■ Listed entries ■
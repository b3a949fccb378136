pub mod errors;
pub mod handler;
pub mod operations;
pub mod types;

// Re-export commonly used types
pub use errors::CleanupError;
pub use handler::run_cleanup;
pub use types::{CleanupRequest, CleanupSummary};
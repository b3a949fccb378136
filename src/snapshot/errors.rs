use std::path::PathBuf;

use crate::core::errors::SweepError;

#[derive(Debug, thiserror::Error)]
pub enum SnapshotError {
    #[error("Restore file not found at '{path}'")]
    NotFound { path: PathBuf },

    #[error("Restore file '{path}' is malformed: {message}")]
    Malformed { path: PathBuf, message: String },

    #[error("Failed to serialize snapshot: {message}")]
    SerializeFailed { message: String },

    #[error("IO operation failed: {source}")]
    IoError {
        #[from]
        source: std::io::Error,
    },
}

impl SweepError for SnapshotError {
    fn error_code(&self) -> &'static str {
        match self {
            SnapshotError::NotFound { .. } => "RESTORE_FILE_NOT_FOUND",
            SnapshotError::Malformed { .. } => "RESTORE_FILE_MALFORMED",
            SnapshotError::SerializeFailed { .. } => "SNAPSHOT_SERIALIZE_FAILED",
            SnapshotError::IoError { .. } => "SNAPSHOT_IO_ERROR",
        }
    }

    fn is_user_error(&self) -> bool {
        matches!(
            self,
            SnapshotError::NotFound { .. } | SnapshotError::Malformed { .. }
        )
    }
}

#[derive(Debug, thiserror::Error)]
pub enum RestoreError {
    #[error("Snapshot could not be read: {source}")]
    SnapshotError {
        #[from]
        source: SnapshotError,
    },

    #[error("Route 53 operation failed: {source}")]
    Route53Error {
        #[from]
        source: crate::route53::errors::Route53Error,
    },
}

impl SweepError for RestoreError {
    fn error_code(&self) -> &'static str {
        match self {
            RestoreError::SnapshotError { .. } => "RESTORE_SNAPSHOT_ERROR",
            RestoreError::Route53Error { .. } => "RESTORE_ROUTE53_ERROR",
        }
    }

    fn is_user_error(&self) -> bool {
        matches!(self, RestoreError::SnapshotError { .. })
    }
}
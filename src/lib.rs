pub mod cleanup;
pub mod cli;
pub mod core;
pub mod records;
pub mod route53;
pub mod snapshot;

pub use crate::cli::app::build_cli;
pub use crate::cli::commands::run_command;
pub use crate::core::logging::init_logging;
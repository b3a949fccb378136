use clap::{Arg, ArgAction, ArgMatches, Command};

pub fn build_cli() -> Command {
    Command::new("r53-sweep")
        .version(env!("CARGO_PKG_VERSION"))
        .about("Remove Route 53 records that point at a retired alias target")
        .long_about("r53-sweep deletes every record in a hosted zone whose target matches the given alias, except for the zone apex and any names on the keep list. Deleted records are written to a restore file first, and --restore replays such a file to put them back.")
        .arg_required_else_help(true)
        .arg(
            Arg::new("hosted-zone")
                .long("hosted-zone")
                .help("Name of the hosted zone to sweep, e.g. example.com")
                .required_unless_present("restore")
        )
        .arg(
            Arg::new("target-alias")
                .long("target-alias")
                .help("Alias target whose records should be removed, e.g. old-lb.example.net")
                .required_unless_present("restore")
        )
        .arg(
            Arg::new("keep-list")
                .long("keep-list")
                .help("Record names to keep, relative to the zone ('*' keeps everything)")
                .num_args(1..)
                .action(ArgAction::Append)
        )
        .arg(
            Arg::new("dryrun")
                .long("dryrun")
                .help("Show what would be deleted without changing the zone")
                .action(ArgAction::SetTrue)
        )
        .arg(
            Arg::new("restore")
                .long("restore")
                .help("Recreate the records in a restore file instead of sweeping")
                .conflicts_with_all(["hosted-zone", "target-alias", "keep-list", "dryrun"])
        )
        .arg(
            Arg::new("aws-access-key-id")
                .long("aws-access-key-id")
                .help("AWS access key id (falls back to AWS_ACCESS_KEY_ID)")
        )
        .arg(
            Arg::new("aws-secret-access-key")
                .long("aws-secret-access-key")
                .help("AWS secret access key (falls back to AWS_SECRET_ACCESS_KEY)")
        )
        .arg(
            Arg::new("verbose")
                .long("verbose")
                .short('v')
                .help("Enable debug logging")
                .action(ArgAction::SetTrue)
        )
}

pub fn get_matches() -> ArgMatches {
    build_cli().get_matches()
}
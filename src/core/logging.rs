use tracing_subscriber::{EnvFilter, layer::SubscriberExt, util::SubscriberInitExt};

/// Initialize logging with optional verbose mode.
///
/// When `verbose` is true, debug-level events are emitted.
/// When `verbose` is false, info-level and above events are emitted (default).
pub fn init_logging(verbose: bool) {
    let directive = if verbose {
        "r53_sweep=debug"
    } else {
        "r53_sweep=info"
    };

    tracing_subscriber::registry()
        .with(
            tracing_subscriber::fmt::layer()
                .json()
                .with_writer(std::io::stderr)
                .with_current_span(false)
                .with_span_list(false),
        )
        .with(
            EnvFilter::from_default_env()
                .add_directive(directive.parse().expect("Invalid log directive")),
        )
        .init();
}
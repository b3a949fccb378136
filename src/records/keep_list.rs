use tracing::debug;

use crate::core::errors::SweepError;
use crate::records::types::normalize_name;

/// A compiled keep-list entry. `raw` is what the caller wrote, `expanded`
/// is the fully qualified form the glob was built from.
#[derive(Debug, Clone)]
pub struct KeepPattern {
    pub raw: String,
    pub expanded: String,
    pub compiled: glob::Pattern,
}

/// Record-name patterns exempt from deletion.
#[derive(Debug, Clone)]
pub struct KeepList {
    patterns: Vec<KeepPattern>,
}

#[derive(Debug, thiserror::Error)]
pub enum KeepListError {
    #[error("Invalid keep-list pattern '{pattern}': {message}")]
    InvalidPattern { pattern: String, message: String },
}

impl SweepError for KeepListError {
    fn error_code(&self) -> &'static str {
        match self {
            KeepListError::InvalidPattern { .. } => "INVALID_KEEP_PATTERN",
        }
    }

    fn is_user_error(&self) -> bool {
        true
    }
}

impl KeepPattern {
    fn compile(raw: &str, expanded: String) -> Result<Self, KeepListError> {
        let compiled =
            glob::Pattern::new(&expanded).map_err(|e| KeepListError::InvalidPattern {
                pattern: raw.to_string(),
                message: e.to_string(),
            })?;

        Ok(Self {
            raw: raw.to_string(),
            expanded,
            compiled,
        })
    }
}

impl KeepList {
    /// Compile keep-list entries for a zone.
    ///
    /// Entries without a trailing dot are relative to the zone and get the
    /// zone apex appended; entries ending in a dot are taken verbatim; `*`
    /// keeps everything. The apex itself is always on the list, so the
    /// record naming the zone is never a deletion candidate.
    pub fn for_zone(entries: &[String], zone_name: &str) -> Result<Self, KeepListError> {
        let apex = normalize_name(zone_name);

        let mut patterns = Vec::with_capacity(entries.len() + 1);
        patterns.push(KeepPattern::compile(&apex, apex.clone())?);

        for entry in entries {
            let expanded = expand_entry(entry, &apex);
            patterns.push(KeepPattern::compile(entry, expanded)?);
        }

        debug!(
            event = "records.keep_list_compiled",
            zone = %apex,
            patterns = ?patterns.iter().map(|p| p.expanded.as_str()).collect::<Vec<_>>()
        );

        Ok(Self { patterns })
    }

    /// True when the record name matches any keep pattern.
    pub fn matches(&self, record_name: &str) -> bool {
        let name = normalize_name(record_name);
        self.patterns
            .iter()
            .any(|pattern| pattern.compiled.matches(&name))
    }

    pub fn expanded_patterns(&self) -> Vec<&str> {
        self.patterns
            .iter()
            .map(|pattern| pattern.expanded.as_str())
            .collect()
    }

    /// Number of compiled patterns, the implicit apex entry included.
    pub fn pattern_count(&self) -> usize {
        self.patterns.len()
    }
}

fn expand_entry(entry: &str, apex: &str) -> String {
    let trimmed = entry.trim();
    if trimmed == "*" {
        return trimmed.to_string();
    }
    if trimmed.ends_with('.') {
        return trimmed.to_ascii_lowercase();
    }
    format!("{}.{}", trimmed.to_ascii_lowercase(), apex)
}
pub mod keep_list;
pub mod types;

// Re-export commonly used types
pub use keep_list::{KeepList, KeepListError};
pub use types::{DnsRecord, FailedRecord, RecordTarget, RecordType, normalize_name};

■ What the task requires ■
All lines containing "emitted" in the material above should appear in your reply, copied exactly.

■ Solution for this task ■
/// When `verbose` is true, debug-level events are emitted.
/// When `verbose` is false, info-level and above events are emitted (default).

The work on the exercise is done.